** Opening Records for processing block **
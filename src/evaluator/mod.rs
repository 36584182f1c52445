//! Tree-walking evaluator (spec C9, §4.6-§4.13).

pub mod context;
pub mod error;
mod ops;

use std::cmp::Ordering;

pub use context::{
    Cancellation, EvaluationContext, EvaluationOptions, Limits, ProfileValidator, ReferenceResolver,
    TerminologyService,
};
pub use error::{EvalError, EvalErrorKind, EvalResult};

use crate::ast::{BinaryOp, ExprKind, ExprNode, IsAs, Literal, UnaryOp};
use crate::model::types::matches_type;
use crate::model::{Collection, FhirPathValue};
use crate::registry::FunctionRegistry;

/// Evaluates a single AST node against a context, dispatching to the
/// function registry for non-lazy invocations. Checked at every node entry
/// per spec §4.12: cancellation, recursion depth, and (on the way back out)
/// the produced collection's size.
pub fn evaluate(node: &ExprNode, ctx: &EvaluationContext, registry: &FunctionRegistry) -> EvalResult<Collection> {
    ctx.check_cancelled().map_err(|e| e.at(node.offset))?;
    let _guard = ctx.enter_depth().map_err(|e| e.at(node.offset))?;
    let result = eval_kind(node, ctx, registry).map_err(|e| if e.offset.is_some() { e } else { e.at(node.offset) })?;
    ctx.check_size(result.len()).map_err(|e| e.at(node.offset))?;
    Ok(result)
}

fn eval_kind(node: &ExprNode, ctx: &EvaluationContext, registry: &FunctionRegistry) -> EvalResult<Collection> {
    match &node.kind {
        ExprKind::Literal(lit) => Ok(eval_literal(lit)),
        ExprKind::Identifier(name) => Ok(navigate_from_identifier(ctx, name)),
        ExprKind::This => Ok(ctx.this.clone()),
        ExprKind::Index => Ok(ctx.index.map(|i| Collection::single(FhirPathValue::Integer(i))).unwrap_or_default()),
        ExprKind::Total => Ok(ctx.total.clone().unwrap_or_default()),
        ExprKind::ExternalConstant(name) => Ok(ctx.variable(name).unwrap_or_default()),
        ExprKind::Unary(op, operand) => {
            let v = evaluate(operand, ctx, registry)?;
            match op {
                UnaryOp::Plus => ops::unary_plus(&v),
                UnaryOp::Minus => ops::unary_minus(&v),
            }
        }
        ExprKind::Binary(op, lhs, rhs) => eval_binary(*op, lhs, rhs, ctx, registry),
        ExprKind::Path { base, member } => {
            let b = evaluate(base, ctx, registry)?;
            Ok(navigate_field(&b, member))
        }
        ExprKind::Index_ { base, index } => {
            let b = evaluate(base, ctx, registry)?;
            let idx = evaluate(index, ctx, registry)?;
            if idx.is_empty() {
                return Ok(Collection::empty());
            }
            let n = match idx.as_singleton() {
                Some(FhirPathValue::Integer(i)) => *i,
                Some(_) => {
                    return Err(EvalErrorKind::TypeMismatch("indexer requires an Integer index".to_string()).into());
                }
                None => return Err(EvalErrorKind::SingletonExpected(idx.len()).into()),
            };
            if n < 0 || n as usize >= b.len() {
                Ok(Collection::empty())
            } else {
                Ok(Collection::single(b.as_slice()[n as usize].clone()))
            }
        }
        ExprKind::TypeOp { is_as, value, type_name } => {
            let v = evaluate(value, ctx, registry)?;
            match v.as_singleton() {
                None => Ok(Collection::empty()),
                Some(single) => match is_as {
                    IsAs::Is => Ok(Collection::single(FhirPathValue::Boolean(matches_type(single, type_name)))),
                    IsAs::As => {
                        if matches_type(single, type_name) {
                            Ok(v.clone())
                        } else {
                            Ok(Collection::empty())
                        }
                    }
                },
            }
        }
        ExprKind::Paren(inner) => evaluate(inner, ctx, registry),
        ExprKind::Invocation { base, name, args } => eval_invocation(base.as_deref(), name, args, ctx, registry),
    }
}
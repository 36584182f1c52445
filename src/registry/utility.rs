//! `children()`/`descendants()` (spec §4.9, §9 fixed-point note). `trace()`
//! with a projection argument is lazy and lives in the evaluator.

use std::collections::HashSet;

use super::FunctionRegistry;
use crate::model::{Collection, FhirPathValue};

pub fn register(r: &mut FunctionRegistry) {
    r.register("children", 0, 0, |fc| {
        let mut out = Vec::new();
        for v in fc.input.iter() {
            if let FhirPathValue::Object(obj) = v {
                out.extend(obj.children().into_vec());
            }
        }
        Ok(Collection::from_vec(out))
    });
    r.register("descendants", 0, 0, |fc| {
        let mut out = Vec::new();
        let mut visited = HashSet::new();
        let mut worklist: Vec<FhirPathValue> = fc.input.as_slice().to_vec();
        while let Some(v) = worklist.pop() {
            if let FhirPathValue::Object(obj) = &v {
                if !visited.insert(obj.identity()) {
                    continue;
                }
                for child in obj.children().into_vec() {
                    out.push(child.clone());
                    worklist.push(child);
                }
            }
        }
        Ok(Collection::from_vec(out))
    });
}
** Closing Records for processing block **
Description of the task: The whole listing, restated word for word, is the expected answer.

Answer to the exercise:
filename src/evaluator/mod.rs
repository 36584182f1c52445
//! Tree-walking evaluator (spec C9, §4.6-§4.13).

pub mod context;
pub mod error;
mod ops;

use std::cmp::Ordering;

pub use context::{
    Cancellation, EvaluationContext, EvaluationOptions, Limits, ProfileValidator, ReferenceResolver,
    TerminologyService,
};
pub use error::{EvalError, EvalErrorKind, EvalResult};

use crate::ast::{BinaryOp, ExprKind, ExprNode, IsAs, Literal, UnaryOp};
use crate::model::types::matches_type;
use crate::model::{Collection, FhirPathValue};
use crate::registry::FunctionRegistry;

/// Evaluates a single AST node against a context, dispatching to the
/// function registry for non-lazy invocations. Checked at every node entry
/// per spec §4.12: cancellation, recursion depth, and (on the way back out)
/// the produced collection's size.
pub fn evaluate(node: &ExprNode, ctx: &EvaluationContext, registry: &FunctionRegistry) -> EvalResult<Collection> {
    ctx.check_cancelled().map_err(|e| e.at(node.offset))?;
    let _guard = ctx.enter_depth().map_err(|e| e.at(node.offset))?;
    let result = eval_kind(node, ctx, registry).map_err(|e| if e.offset.is_some() { e } else { e.at(node.offset) })?;
    ctx.check_size(result.len()).map_err(|e| e.at(node.offset))?;
    Ok(result)
}

fn eval_kind(node: &ExprNode, ctx: &EvaluationContext, registry: &FunctionRegistry) -> EvalResult<Collection> {
    match &node.kind {
        ExprKind::Literal(lit) => Ok(eval_literal(lit)),
        ExprKind::Identifier(name) => Ok(navigate_from_identifier(ctx, name)),
        ExprKind::This => Ok(ctx.this.clone()),
        ExprKind::Index => Ok(ctx.index.map(|i| Collection::single(FhirPathValue::Integer(i))).unwrap_or_default()),
        ExprKind::Total => Ok(ctx.total.clone().unwrap_or_default()),
        ExprKind::ExternalConstant(name) => Ok(ctx.variable(name).unwrap_or_default()),
        ExprKind::Unary(op, operand) => {
            let v = evaluate(operand, ctx, registry)?;
            match op {
                UnaryOp::Plus => ops::unary_plus(&v),
                UnaryOp::Minus => ops::unary_minus(&v),
            }
        }
        ExprKind::Binary(op, lhs, rhs) => eval_binary(*op, lhs, rhs, ctx, registry),
        ExprKind::Path { base, member } => {
            let b = evaluate(base, ctx, registry)?;
            Ok(navigate_field(&b, member))
        }
        ExprKind::Index_ { base, index } => {
            let b = evaluate(base, ctx, registry)?;
            let idx = evaluate(index, ctx, registry)?;
            if idx.is_empty() {
                return Ok(Collection::empty());
            }
            let n = match idx.as_singleton() {
                Some(FhirPathValue::Integer(i)) => *i,
                Some(_) => {
                    return Err(EvalErrorKind::TypeMismatch("indexer requires an Integer index".to_string()).into());
                }
                None => return Err(EvalErrorKind::SingletonExpected(idx.len()).into()),
            };
            if n < 0 || n as usize >= b.len() {
                Ok(Collection::empty())
            } else {
                Ok(Collection::single(b.as_slice()[n as usize].clone()))
            }
        }
        ExprKind::TypeOp { is_as, value, type_name } => {
            let v = evaluate(value, ctx, registry)?;
            match v.as_singleton() {
                None => Ok(Collection::empty()),
                Some(single) => match is_as {
                    IsAs::Is => Ok(Collection::single(FhirPathValue::Boolean(matches_type(single, type_name)))),
                    IsAs::As => {
                        if matches_type(single, type_name) {
                            Ok(v.clone())
                        } else {
                            Ok(Collection::empty())
                        }
                    }
                },
            }
        }
        ExprKind::Paren(inner) => evaluate(inner, ctx, registry),
        ExprKind::Invocation { base, name, args } => eval_invocation(base.as_deref(), name, args, ctx, registry),
    }
}
repository 36584182f1c52445
filename src/registry/utility.rs
//! `children()`/`descendants()` (spec §4.9, §9 fixed-point note). `trace()`
//! with a projection argument is lazy and lives in the evaluator.

use std::collections::HashSet;

use super::FunctionRegistry;
use crate::model::{Collection, FhirPathValue};

pub fn register(r: &mut FunctionRegistry) {
    r.register("children", 0, 0, |fc| {
        let mut out = Vec::new();
        for v in fc.input.iter() {
            if let FhirPathValue::Object(obj) = v {
                out.extend(obj.children().into_vec());
            }
        }
        Ok(Collection::from_vec(out))
    });
    r.register("descendants", 0, 0, |fc| {
        let mut out = Vec::new();
        let mut visited = HashSet::new();
        let mut worklist: Vec<FhirPathValue> = fc.input.as_slice().to_vec();
        while let Some(v) = worklist.pop() {
            if let FhirPathValue::Object(obj) = &v {
                if !visited.insert(obj.identity()) {
                    continue;
                }
                for child in obj.children().into_vec() {
                    out.push(child.clone());
                    worklist.push(child);
                }
            }
        }
        Ok(Collection::from_vec(out))
    });
}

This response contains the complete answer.